Há 116 anos, no passado dia 1 de fevereiro, foram mortos a tiro no Terreiro do Paço o Rei D. Carlos e o filho D. Luís Filipe. Li praticamente tudo que de relevante se escreveu sobre o assunto, e surpreende-me que o enigma sobre o mandante do crime tenha persistido até hoje.
De facto, sabia-se quase tudo. Sabia-se que as armas usadas – uma carabina Winchester último modelo, de alta precisão, e uma pistola Browning – eram caríssimas, não estando à altura das fracas bolsas dos regicidas. E bastava isto para mostrar que havia outras pessoas por trás do atentado.
Mas sabia-se mais.
Sabia-se que a espingarda e a pistola tinham sido compradas num armeiro do Rossio, encomendadas por um monárquico dissidente – um tal visconde da Ribeira Brava.
E sabia-se que outro monárquico dissidente, chamado José de Alpoim – que tinha fugido para Espanha antes do atentado –, não se mostrou surpreendido quando lhe deram a notícia da morte do Rei. Ele estava, portanto, dentro do segredo.
Ora, sabendo-se tudo isto, ninguém durante 116 anos conseguiu identificar quem mandou matar o Rei D. Carlos – que seria necessariamente alguém muito próximo daqueles dois, no caso de não ser um deles.
Como explicar este silêncio?
O processo do regicídio foi aberto imediatamente após a tragédia, mas começou logo a deparar-se com sucessivos entraves. Entraves dos republicanos, que não queriam que se remexesse muito no assunto. Mas entraves, também, dos monárquicos. E porquê? Porque o Partido Republicano estava em estado de grande efervescência, e os monárquicos receavam que a eventual prisão de pessoas importantes ligadas àquele partido precipitasse uma revolução republicana.
A própria rainha D. Amélia – imagine-se! – terá feito pressões para que não se investigasse muito. E a razão era a mesma: perdera o marido, perdera o filho mais velho, e tinha agora pavor de perder o único filho que lhe restava, D. Manuel. E, para isso, o melhor era deixar os republicanos em paz e não escarafunchar mais no caso.
Neste ambiente, o último chefe do Governo da Monarquia, Teixeira de Sousa, mandou suspender as investigações – alegando não haver provas do envolvimento de mais pessoas no crime, além dos próprios regicidas mortos no local. Ora, como vimos, era óbvia a existência de outras pessoas por detrás deles.

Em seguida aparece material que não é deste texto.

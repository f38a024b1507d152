//! at24cxx-dummy - In-memory EEPROM emulator for testing
//!
//! This crate provides a dummy bus that emulates one AT24CXX chip in
//! memory. It's useful for testing and development without real hardware:
//! it models the device-address matching of the overflow-addressing parts,
//! wraps writes inside a page the way the silicon does, and records every
//! transaction so tests can assert the exact sequence a driver produced.

#![cfg_attr(not(feature = "std"), no_std)]

#[cfg(feature = "alloc")]
extern crate alloc;

#[cfg(feature = "alloc")]
use alloc::vec;
#[cfg(feature = "alloc")]
use alloc::vec::Vec;

use at24cxx_core::bus::{I2cCommand, I2cMaster};
use at24cxx_core::chip::EepromChip;
use at24cxx_core::eeprom::BASE_DEVICE_ADDRESS;
use at24cxx_core::error::{Error, Result};

/// Dummy EEPROM device
///
/// Emulates a single chip on the bus. The device answers transactions only
/// when the active device address matches its own (ignoring the bits that
/// carry overflow address bits on the small parts), which makes a wrong
/// address bias show up as a transfer failure rather than silent success.
#[cfg(feature = "alloc")]
pub struct DummyEeprom {
    chip: EepromChip,
    base_address: u8,
    active_address: u8,
    data: Vec<u8>,
    address_selects: Vec<u8>,
    writes: Vec<(u8, u32, Vec<u8>)>,
    reads: Vec<(u8, u32, usize)>,
    delays_ms: Vec<u32>,
}

#[cfg(feature = "alloc")]
impl DummyEeprom {
    /// Create a dummy chip with address bias 0, memory erased to 0xFF
    pub fn new(chip: EepromChip) -> Self {
        Self::with_address_bias(chip, 0)
    }

    /// Create a dummy chip wired with the given A0-A2 bias
    pub fn with_address_bias(chip: EepromChip, address_bias: u8) -> Self {
        let data = vec![0xFF; chip.capacity as usize];
        Self {
            chip,
            base_address: BASE_DEVICE_ADDRESS | (address_bias & 0x07),
            active_address: 0,
            data,
            address_selects: Vec::new(),
            writes: Vec::new(),
            reads: Vec::new(),
            delays_ms: Vec::new(),
        }
    }

    /// Create a dummy chip with pre-filled contents
    pub fn with_data(chip: EepromChip, initial_data: &[u8]) -> Self {
        let mut eeprom = Self::new(chip);
        let len = core::cmp::min(initial_data.len(), eeprom.data.len());
        eeprom.data[..len].copy_from_slice(&initial_data[..len]);
        eeprom
    }

    /// Get a reference to the memory contents
    pub fn data(&self) -> &[u8] {
        &self.data
    }

    /// Get a mutable reference to the memory contents
    pub fn data_mut(&mut self) -> &mut [u8] {
        &mut self.data
    }

    /// Get the chip descriptor
    pub fn chip(&self) -> &EepromChip {
        &self.chip
    }

    /// Every device-address select seen, in order
    pub fn address_selects(&self) -> &[u8] {
        &self.address_selects
    }

    /// Every write transaction seen: (device address, memory address, data)
    pub fn writes(&self) -> &[(u8, u32, Vec<u8>)] {
        &self.writes
    }

    /// Every read transaction seen: (device address, memory address, length)
    pub fn reads(&self) -> &[(u8, u32, usize)] {
        &self.reads
    }

    /// Every delay requested, in milliseconds
    pub fn delays_ms(&self) -> &[u32] {
        &self.delays_ms
    }

    fn overflow_mask(&self) -> u8 {
        (1u8 << self.chip.overflow_bits) - 1
    }

    /// Whether the active device address selects this chip
    fn selected(&self) -> bool {
        if self.chip.uses_overflow_addressing() {
            let mask = self.overflow_mask();
            (self.active_address & !mask) == (self.base_address & !mask)
        } else {
            self.active_address == self.base_address
        }
    }

    /// Memory address for a transaction: register bits plus any high bits
    /// carried in the device address, wrapped to the array size
    fn memory_address(&self, register: u16) -> u32 {
        let mut address = register as u32;
        if self.chip.uses_overflow_addressing() {
            let high = (self.active_address & self.overflow_mask()) as u32;
            address |= high << 8;
        }
        address % self.chip.capacity
    }

    fn handle_write(&mut self, mem: u32, data: &[u8]) {
        // The device latches one page per transaction: bytes past the page
        // boundary wrap to the start of the page.
        let page = self.chip.page_size as u32;
        let page_base = mem - (mem % page);
        for (i, &byte) in data.iter().enumerate() {
            let dest = (page_base + ((mem % page) + i as u32) % page) % self.chip.capacity;
            self.data[dest as usize] = byte;
        }
        self.writes.push((self.active_address, mem, data.to_vec()));
    }

    fn handle_read(&mut self, mem: u32, buf: &mut [u8]) {
        // Sequential reads increment an internal counter that rolls over at
        // the end of the array.
        for (i, byte) in buf.iter_mut().enumerate() {
            *byte = self.data[((mem + i as u32) % self.chip.capacity) as usize];
        }
        self.reads.push((self.active_address, mem, buf.len()));
    }
}

#[cfg(feature = "alloc")]
impl I2cMaster for DummyEeprom {
    fn set_device_address(&mut self, address: u8) {
        self.active_address = address;
        self.address_selects.push(address);
    }

    fn execute(&mut self, cmd: &mut I2cCommand<'_>) -> Result<()> {
        if !self.selected() {
            log::debug!(
                "no ack: active address 0x{:02X}, chip at 0x{:02X}",
                self.active_address,
                self.base_address
            );
            return Err(Error::BusTransferFailed);
        }

        let mem = self.memory_address(cmd.register);
        if cmd.has_write() {
            self.handle_write(mem, cmd.write_data);
        } else {
            self.handle_read(mem, cmd.read_buf);
        }
        Ok(())
    }

    fn delay_ms(&mut self, ms: u32) {
        self.delays_ms.push(ms);
    }
}

#[cfg(test)]
mod tests {
    use super::*;
    use at24cxx_core::chip::{AT24C02, AT24C04, AT24C08, AT24C512, AT24C64};
    use at24cxx_core::eeprom::At24cxx;

    #[test]
    fn roundtrip_across_page_boundaries() {
        let mut bus = DummyEeprom::new(AT24C02);
        let mut eeprom = At24cxx::new(&mut bus, AT24C02, 0);
        eeprom.init().unwrap();

        let data: Vec<u8> = (0..20).collect();
        eeprom.write(5, &data).unwrap();

        let mut readback = [0u8; 20];
        eeprom.read(5, &mut readback).unwrap();
        assert_eq!(readback.as_slice(), data.as_slice());

        assert_eq!(&bus.data()[5..25], data.as_slice());
    }

    #[test]
    fn long_write_on_two_byte_part_splits_and_lands() {
        let mut bus = DummyEeprom::new(AT24C64);
        let mut eeprom = At24cxx::new(&mut bus, AT24C64, 0);
        eeprom.init().unwrap();

        let data = [0x5Au8; 40];
        eeprom.write(100, &data).unwrap();

        let sizes: Vec<usize> = bus.writes().iter().map(|(_, _, d)| d.len()).collect();
        assert_eq!(sizes, vec![12, 16, 12]);
        assert_eq!(&bus.data()[100..140], &data[..]);
        assert_eq!(bus.delays_ms(), [5, 5, 5]);
    }

    #[test]
    fn overflow_part_write_crosses_block_boundary() {
        let mut bus = DummyEeprom::new(AT24C08);
        let mut eeprom = At24cxx::new(&mut bus, AT24C08, 0);
        eeprom.init().unwrap();

        eeprom.write(0x00FE, &[1, 2, 3, 4]).unwrap();

        // Second page transaction carries address bit 8 in the device address
        assert_eq!(bus.writes()[0].0, 0x50);
        assert_eq!(bus.writes()[1].0, 0x51);
        assert_eq!(&bus.data()[0x00FE..0x0102], &[1, 2, 3, 4]);
    }

    #[test]
    fn read_spanning_block_boundary_follows_internal_counter() {
        let mut initial = vec![0u8; 512];
        initial[0x00FF] = 0xAA;
        initial[0x0100] = 0xBB;
        let mut bus = DummyEeprom::with_data(AT24C04, &initial);
        let mut eeprom = At24cxx::new(&mut bus, AT24C04, 0);
        eeprom.init().unwrap();

        // One transaction with the starting block's device address; the
        // device's own address counter rolls into the next block
        let mut buf = [0u8; 2];
        eeprom.read(0x00FF, &mut buf).unwrap();
        assert_eq!(buf, [0xAA, 0xBB]);
        assert_eq!(bus.reads(), [(0x50, 0x00FF, 2)]);
    }

    #[test]
    fn wrong_address_bias_is_not_acknowledged() {
        let mut bus = DummyEeprom::with_address_bias(AT24C02, 1);
        let mut eeprom = At24cxx::new(&mut bus, AT24C02, 0);
        eeprom.init().unwrap();

        assert_eq!(eeprom.write_byte(0, 0x42), Err(Error::BusTransferFailed));
        assert!(bus.writes().is_empty());
    }

    #[test]
    fn matching_address_bias_is_acknowledged() {
        let mut bus = DummyEeprom::with_address_bias(AT24C02, 3);
        let mut eeprom = At24cxx::new(&mut bus, AT24C02, 3);
        eeprom.init().unwrap();

        eeprom.write_byte(7, 0x42).unwrap();
        assert_eq!(eeprom.read_byte(7).unwrap(), 0x42);
    }

    #[test]
    fn uninitialized_driver_touches_no_bus_state() {
        let mut bus = DummyEeprom::new(AT24C02);
        let mut eeprom = At24cxx::new(&mut bus, AT24C02, 0);

        assert_eq!(eeprom.write_byte(0, 1), Err(Error::NotInitialized));
        assert!(bus.address_selects().is_empty());
        assert!(bus.writes().is_empty());
    }

    #[test]
    fn string_survives_a_roundtrip() {
        let mut bus = DummyEeprom::new(AT24C512);
        let mut eeprom = At24cxx::new(&mut bus, AT24C512, 0);
        eeprom.init().unwrap();

        let message = "page splitting should be invisible to callers";
        eeprom.write_str(0x1234, message).unwrap();

        let mut buf = vec![0u8; message.len()];
        eeprom.read(0x1234, &mut buf).unwrap();
        assert_eq!(core::str::from_utf8(&buf).unwrap(), message);
    }

    #[test]
    fn misaligned_page_write_wraps_inside_the_page() {
        // Bypass the driver: a raw transaction that crosses a page boundary
        // wraps within the page, as on the real device
        let mut bus = DummyEeprom::new(AT24C02);
        bus.set_device_address(0x50);
        let mut cmd = I2cCommand::write_1b(6, &[1, 2, 3, 4]);
        bus.execute(&mut cmd).unwrap();

        assert_eq!(&bus.data()[6..8], &[1, 2]);
        // Remaining bytes wrapped to the start of the 8-byte page
        assert_eq!(&bus.data()[0..2], &[3, 4]);
    }
}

Entretanto, veio a revolução de 5 de Outubro de 1910. O processo foi parar ao Ministério da Justiça, onde desapareceu misteriosamente. E uma cópia que D. Manuel II terá levado consigo para o exílio será roubada de sua casa. E assim se pôs uma pedra sobre o assunto.
Mas, sendo relativamente compreensível que o processo tenha sido abafado na época, como se percebe que o mistério não fosse mais tarde deslindado?
As pistas eram muitas.
O mandante do regicídio teria de ser, primeiro, uma figura com ligações políticas a Alpoim e Ribeira Brava. Depois, seria com certeza uma personalidade importante – visto que, se fosse uma figura de segunda linha, não haveria tanto empenho em escondê-la. E deveria ser um republicano – pois, caso fosse um monárquico, depois do 5 de Outubro o seu nome seria divulgado sem problemas.
Juntando as peças, as hipóteses não eram muitas. Mas ninguém ousou dar o passo decisivo de as investigar a fundo e apontar um suspeito. Tal como um juiz que prefere libertar 100 culpados a condenar um inocente, também os académicos que estudaram o assunto terão preferido não apontar um nome a correrem o risco de errar.
É certo não haver uma prova cabal que ligue diretamente o suspeito ao crime. Mas há inúmeros indícios que apontam inequivocamente numa direção. E, quando se investigam os passos e as ações desse suspeito nos sete meses que antecederam o regicídio, torna-se claro que foi ele quem deu a ordem para matar D. Carlos.
E não só este mas, provavelmente, toda a família real, com exceção de D. Amélia. Por que razão digo isto? Porque o príncipe herdeiro também foi morto e o irmão, D. Manuel, foi ferido. E a morte de D. Luís Filipe não foi acidental, não se deveu a uma bala perdida: foi um tiro cirúrgico dirigido à cabeça, disparado pela mesma carabina que alvejou o pai. Houve, portanto, a intenção clara de o matar. E D. Manuel diz que só não morreu porque na altura em que ouviu um disparo rodou instintivamente o corpo.
Se o Rei e os dois filhos tivessem morrido, liquidavam-se os Braganças – e abria-se uma crise dinástica que facilitaria uma revolução republicana. Mas, mesmo com a sobrevivência do infante, a revolução vitoriosa virá a acontecer dois anos e sete meses depois.